Carbon Quantum Dot-Based Thin Films for Multifunctional and Sustainable Applications

Abstract

Carbon quantum dots (CQDs) have attracted significant attention as a versatile class of nanomaterials owing to their abundance, biocompatibility, and highly tunable functional properties. Their optical, electronic, and chemical characteristics are strongly governed by particle size, surface functional groups, and heteroatom doping, while their carbon-based composition makes them attractive candidates for low-toxicity and biocompatible systems. CQDs are typically integrated into solid matrices, particularly polymer-based thin films, not only to suppress nanoparticle aggregation and environmental degradation but also to realize functional applications.
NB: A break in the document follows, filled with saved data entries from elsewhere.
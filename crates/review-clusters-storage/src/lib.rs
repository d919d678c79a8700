//! Review Clusters Storage Library
//!
//! Document-store backends and the experiment repository.
//!
//! # Architecture
//!
//! - [`MemoryDocumentStore`]: in-process `DocumentStore` implementation that
//!   reproduces the production store's consistency contract (realtime point
//!   reads, refresh-gated queries)
//! - [`ExperimentRepository`]: persistence and lifecycle manager for the
//!   experiment/cluster/topic/sentence graph (creates, renames, merges,
//!   transfers, cascading deletes)
//! - [`indices::index_names`]: the index name registry shared by both

pub mod indices;
pub mod memory_store;
pub mod repository;

pub use indices::index_names;
pub use memory_store::MemoryDocumentStore;
pub use repository::ExperimentRepository;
Such integration also enhances the stability, reliability, and reproducibility of CQD-based composites, enabling their use for applications ranging from bioimaging and wearable sensing to antimicrobial and antifouling coatings, environmental remediation, and flexible optoelectronic devices. However, precise control over CQD size, surface chemistry, and dispersion within solid matrices, as well as scalable and reproducible fabrication of CQD-based films compatible with industrial processing, remains challenging. Moreover, ensuring long-term structural, optical, and functional stability of CQD-based films under practical operating conditions is essential for their reliable and widespread deployment. This review provides a comprehensive overview of recent progress in CQD-based films, with emphasis on CQD synthesis and film fabrication strategies, key application areas, associated challenges, and future research directions.